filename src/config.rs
//! # Configuration Module
//!
//! Handles loading and validating configuration from TOML files.
//!
//! Every field has a default, so an empty file (or no file at all) yields a
//! working configuration for a stock FNB58.

use serde::de::Error;
use serde::Deserialize;
use std::fs;
use std::path::Path;
use std::time::Duration;

use crate::device::PollSettings;
use crate::error::{MeterError, Result};
use crate::fnb58::protocol::{
    FNB58_ENDPOINT_IN, FNB58_ENDPOINT_OUT, FNB58_HID_INTERFACE, FNB58_PRODUCT_ID,
    FNB58_VENDOR_ID,
};

/// Main configuration structure
#[derive(Debug, Deserialize, Clone, Default)]
pub struct Config {
    #[serde(default)]
    pub device: DeviceConfig,
    #[serde(default)]
    pub polling: PollingConfig,
    #[serde(default)]
    pub logging: LoggingConfig,
}

/// USB device selection
#[derive(Debug, Deserialize, Clone)]
pub struct DeviceConfig {
    #[serde(default = "default_vendor_id")]
    pub vendor_id: u16,

    #[serde(default = "default_product_id")]
    pub product_id: u16,

    #[serde(default = "default_interface")]
    pub interface: u8,

    #[serde(default = "default_endpoint_out")]
    pub endpoint_out: u8,

    #[serde(default = "default_endpoint_in")]
    pub endpoint_in: u8,
}

/// Polling cadence and transfer timeouts
#[derive(Debug, Deserialize, Clone)]
pub struct PollingConfig {
    #[serde(default = "default_interval_ms")]
    pub interval_ms: u64,

    #[serde(default = "default_write_timeout_ms")]
    pub write_timeout_ms: u64,

    #[serde(default = "default_handshake_timeout_ms")]
    pub handshake_timeout_ms: u64,

    #[serde(default = "default_first_read_timeout_ms")]
    pub first_read_timeout_ms: u64,

    #[serde(default = "default_drain_read_timeout_ms")]
    pub drain_read_timeout_ms: u64,

    #[serde(default = "default_max_frames_per_cycle")]
    pub max_frames_per_cycle: usize,

    #[serde(default = "default_max_idle_cycles")]
    pub max_idle_cycles: u32,

    #[serde(default)]
    pub verify_checksum: bool,
}

/// Snapshot log and diagnostics configuration
#[derive(Debug, Deserialize, Clone)]
pub struct LoggingConfig {
    #[serde(default = "default_logging_enabled")]
    pub enabled: bool,

    #[serde(default = "default_log_dir")]
    pub log_dir: String,

    #[serde(default = "default_file_prefix")]
    pub file_prefix: String,

    #[serde(default = "default_max_records_per_file")]
    pub max_records_per_file: usize,

    #[serde(default = "default_max_files_to_keep")]
    pub max_files_to_keep: usize,

    #[serde(default = "default_log_format")]
    pub format: String,

    /// File name (inside `log_dir`) for a copy of the diagnostic log
    #[serde(default)]
    pub diagnostics_file: Option<String>,
}

// Default value functions
fn default_vendor_id() -> u16 { FNB58_VENDOR_ID }
fn default_product_id() -> u16 { FNB58_PRODUCT_ID }
fn default_interface() -> u8 { FNB58_HID_INTERFACE }
fn default_endpoint_out() -> u8 { FNB58_ENDPOINT_OUT }
fn default_endpoint_in() -> u8 { FNB58_ENDPOINT_IN }

fn default_interval_ms() -> u64 { 1000 }
fn default_write_timeout_ms() -> u64 { 1000 }
fn default_handshake_timeout_ms() -> u64 { 1000 }
fn default_first_read_timeout_ms() -> u64 { 1000 }
fn default_drain_read_timeout_ms() -> u64 { 50 }
fn default_max_frames_per_cycle() -> usize { 100 }
fn default_max_idle_cycles() -> u32 { 3 }

fn default_logging_enabled() -> bool { true }
fn default_log_dir() -> String { "./logs".to_string() }
fn default_file_prefix() -> String { "magbank_history".to_string() }
fn default_max_records_per_file() -> usize { 10000 }
fn default_max_files_to_keep() -> usize { 10 }
fn default_log_format() -> String { "jsonl".to_string() }

impl Default for DeviceConfig {
    fn default() -> Self {
        Self {
            vendor_id: default_vendor_id(),
            product_id: default_product_id(),
            interface: default_interface(),
            endpoint_out: default_endpoint_out(),
            endpoint_in: default_endpoint_in(),
        }
    }
}

impl Default for PollingConfig {
    fn default() -> Self {
        Self {
            interval_ms: default_interval_ms(),
            write_timeout_ms: default_write_timeout_ms(),
            handshake_timeout_ms: default_handshake_timeout_ms(),
            first_read_timeout_ms: default_first_read_timeout_ms(),
            drain_read_timeout_ms: default_drain_read_timeout_ms(),
            max_frames_per_cycle: default_max_frames_per_cycle(),
            max_idle_cycles: default_max_idle_cycles(),
            verify_checksum: false,
        }
    }
}

impl Default for LoggingConfig {
    fn default() -> Self {
        Self {
            enabled: default_logging_enabled(),
            log_dir: default_log_dir(),
            file_prefix: default_file_prefix(),
            max_records_per_file: default_max_records_per_file(),
            max_files_to_keep: default_max_files_to_keep(),
            format: default_log_format(),
            diagnostics_file: None,
        }
    }
}

impl PollingConfig {
    /// Polling period of the main loop
    #[must_use]
    pub fn interval(&self) -> Duration {
        Duration::from_millis(self.interval_ms)
    }

    /// Settings handed to the device driver
    #[must_use]
    pub fn poll_settings(&self) -> PollSettings {
        PollSettings {
            write_timeout: Duration::from_millis(self.write_timeout_ms),
            handshake_timeout: Duration::from_millis(self.handshake_timeout_ms),
            first_read_timeout: Duration::from_millis(self.first_read_timeout_ms),
            drain_read_timeout: Duration::from_millis(self.drain_read_timeout_ms),
            max_frames_per_cycle: self.max_frames_per_cycle,
            max_idle_cycles: self.max_idle_cycles,
            verify_checksum: self.verify_checksum,
        }
    }
}

fn invalid(message: impl std::fmt::Display) -> MeterError {
    MeterError::Config(toml::de::Error::custom(message))
}

impl Config {
    /// Load configuration from a TOML file
    ///
    /// # Arguments
    ///
    /// * `path` - Path to the configuration file
    ///
    /// # Returns
    ///
    /// * `Result<Config>` - Loaded and validated configuration
    ///
    /// # Errors
    ///
    /// Returns error if:
    /// - File cannot be read
    /// - TOML parsing fails
    /// - Validation fails
    ///
    /// # Examples
    ///
    /// ```no_run
    /// use magbank_monitor::config::Config;
    ///
    /// let config = Config::load("config/default.toml")?;
    /// # Ok::<(), Box<dyn std::error::Error>>(())
    /// ```
    pub fn load<P: AsRef<Path>>(path: P) -> Result<Self> {
        let contents = fs::read_to_string(path)?;
        Self::from_toml(&contents)
    }

    /// Parse and validate configuration from a TOML string
    pub fn from_toml(contents: &str) -> Result<Self> {
        let config: Config = toml::from_str(contents)?;
        config.validate()?;
        Ok(config)
    }

    /// Validate configuration values
    ///
    /// # Errors
    ///
    /// Returns error if any configuration value is out of valid range
    pub fn validate(&self) -> Result<()> {
        // Endpoint direction is encoded in bit 7
        if self.device.endpoint_out & 0x80 != 0 {
            return Err(invalid("endpoint_out must be an OUT endpoint (bit 7 clear)"));
        }

        if self.device.endpoint_in & 0x80 == 0 {
            return Err(invalid("endpoint_in must be an IN endpoint (bit 7 set)"));
        }

        if self.polling.interval_ms == 0 || self.polling.interval_ms > 60000 {
            return Err(invalid("interval_ms must be between 1 and 60000"));
        }

        for (name, value) in [
            ("write_timeout_ms", self.polling.write_timeout_ms),
            ("handshake_timeout_ms", self.polling.handshake_timeout_ms),
            ("first_read_timeout_ms", self.polling.first_read_timeout_ms),
            ("drain_read_timeout_ms", self.polling.drain_read_timeout_ms),
        ] {
            if value == 0 || value > 10000 {
                return Err(invalid(format!("{} must be between 1 and 10000", name)));
            }
        }

        if self.polling.drain_read_timeout_ms >= self.polling.first_read_timeout_ms {
            return Err(invalid(
                "drain_read_timeout_ms must be shorter than first_read_timeout_ms",
            ));
        }

        if self.polling.max_frames_per_cycle == 0 {
            return Err(invalid("max_frames_per_cycle must be greater than 0"));
        }

        if self.polling.max_idle_cycles == 0 {
            return Err(invalid("max_idle_cycles must be greater than 0"));
        }

        if self.logging.enabled {
            if self.logging.log_dir.is_empty() {
                return Err(invalid("logging log_dir cannot be empty when enabled"));
            }

            if self.logging.file_prefix.is_empty() {
                return Err(invalid("logging file_prefix cannot be empty when enabled"));
            }
        }

        if self.logging.max_records_per_file == 0 {
            return Err(invalid("max_records_per_file must be greater than 0"));
        }

        if self.logging.max_files_to_keep == 0 {
            return Err(invalid("max_files_to_keep must be greater than 0"));
        }

        if self.logging.format != "jsonl" {
            return Err(invalid("log format must be 'jsonl' (only supported format)"));
        }

        if let Some(name) = &self.logging.diagnostics_file {
            if name.is_empty() || name.contains(|c| c == '/' || c == '\\') {
                return Err(invalid("diagnostics_file must be a plain file name"));
            }
        }

        Ok(())
    }
}
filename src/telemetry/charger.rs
//! # Charger Protocol Classification
//!
//! Guesses the charging protocol negotiated on the port from bus voltage and
//! the D+ / D- levels.
//!
//! Checks run in a fixed order and the ranges overlap, so the first match wins:
//!
//! | Order | Condition | Result |
//! |-------|-----------|--------|
//! | 1 | VBUS > 8.0 V | PD / QC high voltage |
//! | 2 | D+ > 2.0 V | Apple divider |
//! | 3 | D+ > 0.6 V and D- > 0.6 V | DCP (shorted data lines) |
//! | 4 | D+ > 0.4 V | QC handshake at 5 V |
//! | 5 | otherwise | Standard 5 V |

use std::fmt;

use serde::{Serialize, Serializer};

/// VBUS above this means a high-voltage contract is active
pub const HIGH_VOLTAGE_THRESHOLD_V: f64 = 8.0;

/// D+ level of Apple-style divider chargers
pub const APPLE_DP_THRESHOLD_V: f64 = 2.0;

/// D+ and D- level of a dedicated charging port
pub const DCP_THRESHOLD_V: f64 = 0.6;

/// D+ level of a Quick Charge handshake
pub const QC_DP_THRESHOLD_V: f64 = 0.4;

/// Charging protocol guessed from the latest reading
#[derive(Debug, Clone, Copy, PartialEq, Eq)]
pub enum ChargeProtocol {
    /// USB PD or QC above 8 V
    HighVoltage,
    /// Apple 2.4 A divider on D+
    AppleDivider,
    /// BC1.2 dedicated charging port
    DedicatedChargingPort,
    /// Quick Charge handshake, still at 5 V
    QuickCharge5V,
    /// Plain 5 V
    Standard,
}

impl ChargeProtocol {
    /// Classify from bus voltage and data-line voltages.
    ///
    /// # Examples
    ///
    /// ```
    /// use magbank_monitor::telemetry::charger::ChargeProtocol;
    ///
    /// assert_eq!(ChargeProtocol::classify(9.0, 2.5, 0.0), ChargeProtocol::HighVoltage);
    /// assert_eq!(ChargeProtocol::classify(5.0, 0.0, 0.0), ChargeProtocol::Standard);
    /// ```
    #[must_use]
    pub fn classify(voltage_v: f64, dp_v: f64, dm_v: f64) -> Self {
        if voltage_v > HIGH_VOLTAGE_THRESHOLD_V {
            ChargeProtocol::HighVoltage
        } else if dp_v > APPLE_DP_THRESHOLD_V {
            ChargeProtocol::AppleDivider
        } else if dp_v > DCP_THRESHOLD_V && dm_v > DCP_THRESHOLD_V {
            ChargeProtocol::DedicatedChargingPort
        } else if dp_v > QC_DP_THRESHOLD_V {
            ChargeProtocol::QuickCharge5V
        } else {
            ChargeProtocol::Standard
        }
    }

    /// Human readable label
    #[must_use]
    pub fn label(&self) -> &'static str {
        match self {
            ChargeProtocol::HighVoltage => "PD / QC (HV)",
            ChargeProtocol::AppleDivider => "Apple 2.4A",
            ChargeProtocol::DedicatedChargingPort => "DCP 1.5A",
            ChargeProtocol::QuickCharge5V => "QC 5V",
            ChargeProtocol::Standard => "Standard 5V",
        }
    }
}

impl fmt::Display for ChargeProtocol {
    fn fmt(&self, f: &mut fmt::Formatter<'_>) -> fmt::Result {
        f.write_str(self.label())
    }
}

impl Serialize for ChargeProtocol {
    fn serialize<S: Serializer>(&self, serializer: S) -> Result<S::Ok, S::Error> {
        serializer.serialize_str(self.label())
    }
}
//! # Transport Module
//!
//! Byte pipes to the FNB58.
//!
//! This module handles:
//! - Finding the meter by VID/PID and claiming its HID interface (via `nusb`)
//! - Interrupt OUT/IN transfers of 64-byte frames with per-call timeouts
//! - A simulated meter for running without hardware
//!
//! The kernel HID driver is detached from the interface while it is claimed;
//! the interface is released when the transport is dropped.

pub mod port_trait;
pub mod simulated;

pub use port_trait::Transport;
pub use simulated::SimulatedTransport;

use async_trait::async_trait;
use nusb::transfer::RequestBuffer;
use std::time::Duration;
use tracing::{debug, info};

use crate::config::DeviceConfig;
use crate::error::{MeterError, Result, TransportError};
use crate::fnb58::protocol::{Frame, FRAME_SIZE};

/// FNB58 HID interface claimed through `nusb`
pub struct UsbHidTransport {
    interface: nusb::Interface,
    endpoint_out: u8,
    endpoint_in: u8,
    location: String,
}

impl std::fmt::Debug for UsbHidTransport {
    fn fmt(&self, f: &mut std::fmt::Formatter<'_>) -> std::fmt::Result {
        f.debug_struct("UsbHidTransport")
            .field("location", &self.location)
            .field("endpoint_out", &self.endpoint_out)
            .field("endpoint_in", &self.endpoint_in)
            .finish_non_exhaustive()
    }
}

impl UsbHidTransport {
    /// Find the meter and claim its HID interface
    ///
    /// # Errors
    ///
    /// - `DeviceNotFound`: no device with the configured VID/PID is attached
    /// - `Usb`: enumeration, open or claim failed (permissions, busy, ...)
    ///
    /// # Examples
    ///
    /// ```no_run
    /// use magbank_monitor::config::DeviceConfig;
    /// use magbank_monitor::transport::UsbHidTransport;
    ///
    /// let transport = UsbHidTransport::open(&DeviceConfig::default())?;
    /// println!("Connected to: {}", transport.location());
    /// # Ok::<(), Box<dyn std::error::Error>>(())
    /// ```
    pub fn open(config: &DeviceConfig) -> Result<Self> {
        debug!(
            "Searching for USB device {:04x}:{:04x}",
            config.vendor_id, config.product_id
        );

        let device_info = nusb::list_devices()
            .map_err(|e| MeterError::Usb(format!("Failed to enumerate USB devices: {}", e)))?
            .find(|d| d.vendor_id() == config.vendor_id && d.product_id() == config.product_id)
            .ok_or(MeterError::DeviceNotFound {
                vendor_id: config.vendor_id,
                product_id: config.product_id,
            })?;

        let location = format!(
            "bus {} addr {}",
            device_info.bus_number(),
            device_info.device_address()
        );
        info!("Found FNB58 on {}", location);

        let device = device_info
            .open()
            .map_err(|e| MeterError::Usb(format!("Failed to open device on {}: {}", location, e)))?;

        let interface = device
            .detach_and_claim_interface(config.interface)
            .map_err(|e| {
                MeterError::Usb(format!(
                    "Failed to claim interface {} on {}: {}",
                    config.interface, location, e
                ))
            })?;
        info!("Interface {} claimed", config.interface);

        Ok(Self {
            interface,
            endpoint_out: config.endpoint_out,
            endpoint_in: config.endpoint_in,
            location,
        })
    }

    /// Bus and address the meter was found on
    pub fn location(&self) -> &str {
        &self.location
    }
}

#[async_trait]
impl Transport for UsbHidTransport {
    async fn write(&mut self, frame: &Frame, timeout: Duration) -> std::result::Result<(), TransportError> {
        let transfer = self.interface.interrupt_out(self.endpoint_out, frame.to_vec());

        // Dropping the transfer on timeout cancels it
        let completion = tokio::time::timeout(timeout, transfer)
            .await
            .map_err(|_| TransportError::Timeout)?;

        completion
            .into_result()
            .map_err(|e| TransportError::Io(format!("interrupt OUT 0x{:02x}: {}", self.endpoint_out, e)))?;

        Ok(())
    }

    async fn read(&mut self, timeout: Duration) -> std::result::Result<Vec<u8>, TransportError> {
        let transfer = self
            .interface
            .interrupt_in(self.endpoint_in, RequestBuffer::new(FRAME_SIZE));

        let completion = tokio::time::timeout(timeout, transfer)
            .await
            .map_err(|_| TransportError::Timeout)?;

        completion
            .into_result()
            .map_err(|e| TransportError::Io(format!("interrupt IN 0x{:02x}: {}", self.endpoint_in, e)))
    }
}
//! # Magbank Monitor
//!
//! Live power telemetry from an FNIRSI FNB58 USB meter.
//!
//! Polls the meter once per interval, integrates energy and charge, logs a
//! status line per cycle and appends snapshots to a JSON-lines history.
//!
//! # Control Flow
//!
//! 1. **Initialization**
//!    - Parse arguments, load configuration
//!    - Set up logging (console, optional diagnostics file)
//!    - Start the snapshot logger task
//!
//! 2. **Main Loop** (every `polling.interval_ms`)
//!    - Open the USB device if needed and run the handshake
//!    - Request and drain buffered telemetry into the session
//!    - Publish a snapshot to the logger task
//!    - SIGUSR1 resets the session, Ctrl+C exits
//!
//! 3. **Shutdown**
//!    - Release the device and flush the history file
//!
//! # Examples
//!
//! ```bash
//! cargo run --release -- --config config/default.toml
//! cargo run -- --simulate --cycles 10
//! kill -USR1 $(pidof magbank-monitor)   # start a new session
//! ```

use anyhow::{Context, Result};
use clap::Parser;
use std::path::{Path, PathBuf};
use tokio::sync::watch;
use tokio::time::{interval, MissedTickBehavior};
use tracing::{debug, info, warn};
use tracing_appender::non_blocking::WorkerGuard;
use tracing_subscriber::{fmt, prelude::*, EnvFilter};

use magbank_monitor::config::{Config, DeviceConfig, LoggingConfig};
use magbank_monitor::device::{CycleReport, Fnb58, PollSettings};
use magbank_monitor::error::MeterError;
use magbank_monitor::telemetry::logger::TelemetryLogger;
use magbank_monitor::telemetry::{Session, TelemetrySnapshot};
use magbank_monitor::transport::{SimulatedTransport, Transport, UsbHidTransport};

/// Configuration file used when `--config` is not given and it exists
const DEFAULT_CONFIG_PATH: &str = "config/default.toml";

#[derive(Parser, Debug)]
#[command(name = "magbank-monitor", version, about)]
struct Args {
    /// Path to the TOML configuration file
    #[arg(short, long)]
    config: Option<PathBuf>,

    /// Use a simulated meter instead of USB hardware
    #[arg(long)]
    simulate: bool,

    /// Exit after this many polling cycles
    #[arg(long)]
    cycles: Option<u64>,
}

/// What the logger task receives after each tick
#[derive(Debug, Clone)]
struct TickStatus {
    connected: bool,
    snapshot: TelemetrySnapshot,
}

type Meter = Fnb58<Box<dyn Transport>>;

/// Owns the meter across reconnects
struct Monitor {
    device: DeviceConfig,
    settings: PollSettings,
    simulate: bool,
    meter: Option<Meter>,
}

impl Monitor {
    fn new(config: &Config, simulate: bool) -> Self {
        Self {
            device: config.device.clone(),
            settings: config.polling.poll_settings(),
            simulate,
            meter: None,
        }
    }

    fn is_connected(&self) -> bool {
        self.meter.as_ref().is_some_and(Meter::is_connected)
    }

    fn open_transport(&self) -> magbank_monitor::error::Result<Box<dyn Transport>> {
        if self.simulate {
            info!("Using simulated FNB58");
            return Ok(Box::new(SimulatedTransport::new()));
        }

        let transport = UsbHidTransport::open(&self.device)?;
        info!("FNB58 opened at {}", transport.location());
        Ok(Box::new(transport))
    }

    /// One polling tick: (re)open, (re)connect, drain into `session`
    async fn tick(&mut self, session: &mut Session) -> Option<CycleReport> {
        if self.meter.is_none() {
            match self.open_transport() {
                Ok(transport) => self.meter = Some(Fnb58::new(transport, self.settings.clone())),
                Err(e) => {
                    warn!("Cannot open meter: {}", e);
                    return None;
                }
            }
        }

        let meter = self.meter.as_mut()?;

        if !meter.is_connected() {
            let connected = meter.connect().await;
            if let Err(e) = connected {
                warn!("{}", e);
                self.release();
                return None;
            }
        }

        let polled = meter.poll(session).await;
        match polled {
            Ok(report) => Some(report),
            Err(MeterError::NoData) => {
                debug!("No data this cycle");
                None
            }
            Err(e) => {
                warn!("{}", e);
                if e.requires_reconnect() {
                    self.release();
                }
                None
            }
        }
    }

    /// Drop the transport so the next tick reopens the device
    fn release(&mut self) {
        if let Some(meter) = self.meter.take() {
            drop(meter.into_transport());
            info!("Meter released");
        }
    }
}

/// Console status for one cycle
fn status_line(session: &Session, report: &CycleReport) -> String {
    let Some(reading) = session.latest() else {
        return format!("Waiting for telemetry ({} frames read)", report.frames_read);
    };

    let temperature = session
        .smoothed_temperature()
        .map_or_else(|| "-".to_string(), |t| format!("{:.1}", t));

    format!(
        "{:.3} V | {:.3} A | {:.2} W | {:.4} Wh | {:.1} mAh | {} °C | {} | D+ {:.2} V D- {:.2} V | V {} | I {} | {} samples",
        reading.voltage_v,
        reading.current_a,
        reading.power_w,
        session.energy_wh(),
        session.charge_mah(),
        temperature,
        reading.protocol(),
        reading.dp_v,
        reading.dm_v,
        session.statistics().voltage,
        session.statistics().current,
        report.samples,
    )
}

fn load_config(path: Option<&Path>) -> Result<Config> {
    match path {
        Some(path) => Config::load(path)
            .with_context(|| format!("Failed to load config from {}", path.display())),
        None if Path::new(DEFAULT_CONFIG_PATH).exists() => Config::load(DEFAULT_CONFIG_PATH)
            .with_context(|| format!("Failed to load config from {}", DEFAULT_CONFIG_PATH)),
        None => Ok(Config::default()),
    }
}

/// Console logging plus an optional non-blocking diagnostics file
///
/// The returned guard must live until exit so buffered lines get written.
fn init_logging(config: &LoggingConfig) -> Option<WorkerGuard> {
    let filter =
        EnvFilter::from_default_env().add_directive(tracing::Level::INFO.into());

    let (file_layer, guard) = match &config.diagnostics_file {
        Some(name) => {
            let appender = tracing_appender::rolling::daily(&config.log_dir, name);
            let (writer, guard) = tracing_appender::non_blocking(appender);
            (
                Some(fmt::layer().with_writer(writer).with_ansi(false)),
                Some(guard),
            )
        }
        None => (None, None),
    };

    tracing_subscriber::registry()
        .with(filter)
        .with(fmt::layer())
        .with(file_layer)
        .init();

    guard
}

/// Write every published status to the history files
async fn run_logger(mut logger: TelemetryLogger, mut rx: watch::Receiver<Option<TickStatus>>) {
    while rx.changed().await.is_ok() {
        let status = rx.borrow_and_update().clone();
        let Some(status) = status else { continue };

        if let Err(e) = logger.log(status.connected, Some(&status.snapshot)) {
            warn!("Failed to write telemetry history: {}", e);
        }
    }

    if let Err(e) = logger.flush() {
        warn!("Failed to flush telemetry history: {}", e);
    }
}

/// SIGUSR1 listener; never fires on platforms without it
struct ResetSignal {
    #[cfg(unix)]
    inner: tokio::signal::unix::Signal,
}

impl ResetSignal {
    fn new() -> Result<Self> {
        #[cfg(unix)]
        {
            use tokio::signal::unix::{signal, SignalKind};
            let inner = signal(SignalKind::user_defined1())
                .context("Failed to install SIGUSR1 handler")?;
            Ok(Self { inner })
        }
        #[cfg(not(unix))]
        {
            Ok(Self {})
        }
    }

    async fn recv(&mut self) {
        #[cfg(unix)]
        {
            if self.inner.recv().await.is_none() {
                std::future::pending::<()>().await;
            }
        }
        #[cfg(not(unix))]
        {
            std::future::pending::<()>().await;
        }
    }
}

#[tokio::main]
async fn main() -> Result<()> {
    let args = Args::parse();
    let config = load_config(args.config.as_deref())?;
    let _log_guard = init_logging(&config.logging);

    info!("Magbank Monitor v{} starting...", env!("CARGO_PKG_VERSION"));

    let (status_tx, status_rx) = watch::channel(None);
    let logger_task = if config.logging.enabled {
        let logger = TelemetryLogger::new(&config.logging)
            .with_context(|| format!("Failed to create log directory {}", config.logging.log_dir))?;
        Some(tokio::spawn(run_logger(logger, status_rx)))
    } else {
        drop(status_rx);
        None
    };

    let mut monitor = Monitor::new(&config, args.simulate);
    let mut session = Session::new();
    let mut reset_signal = ResetSignal::new()?;

    let mut ticker = interval(config.polling.interval());
    ticker.set_missed_tick_behavior(MissedTickBehavior::Delay);

    info!("Polling every {} ms", config.polling.interval_ms);
    info!("Press Ctrl+C to exit");

    let mut cycles: u64 = 0;

    loop {
        tokio::select! {
            _ = ticker.tick() => {
                if let Some(report) = monitor.tick(&mut session).await {
                    info!("{}", status_line(&session, &report));
                }

                let _ = status_tx.send(Some(TickStatus {
                    connected: monitor.is_connected(),
                    snapshot: session.snapshot(),
                }));

                cycles += 1;
                if args.cycles.is_some_and(|limit| cycles >= limit) {
                    info!("Completed {} cycles", cycles);
                    break;
                }
            }

            _ = reset_signal.recv() => {
                session.reset();
                info!("Session reset");
            }

            _ = tokio::signal::ctrl_c() => {
                info!("Received Ctrl+C, shutting down...");
                break;
            }
        }
    }

    monitor.release();
    info!(
        "Session total: {:.4} Wh, {:.1} mAh over {} samples",
        session.energy_wh(),
        session.charge_mah(),
        session.samples_processed()
    );

    drop(status_tx);
    if let Some(task) = logger_task {
        task.await.context("Logger task failed")?;
    }

    Ok(())
}
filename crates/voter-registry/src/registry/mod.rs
//! Voter registration: eligibility screening over an owned roll of registered ids.

pub mod domain;
pub mod eligibility;
pub mod roll;
pub mod service;

#[cfg(test)]
mod tests;

pub use domain::{Gender, InvalidReason, Person, RegisterResult, RegistrationOutcome, VoterId};
pub use eligibility::{EligibilityConfig, MAX_AGE, MIN_AGE, MIN_VOTING_AGE};
pub use roll::{InMemoryVoterRoll, RollError, VoterRoll};
pub use service::Registry;
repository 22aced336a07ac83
mod common;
○ ○ ○ ○
Problem statement => Look above for the line holding "let (writer, guard)", then set down exactly that line and every line after it up to and including the line holding "the history files", with nothing else.

The completed task =>
            let (writer, guard) = tracing_appender::non_blocking(appender);
            (
                Some(fmt::layer().with_writer(writer).with_ansi(false)),
                Some(guard),
            )
        }
        None => (None, None),
    };

    tracing_subscriber::registry()
        .with(filter)
        .with(fmt::layer())
        .with(file_layer)
        .init();

    guard
}

/// Write every published status to the history files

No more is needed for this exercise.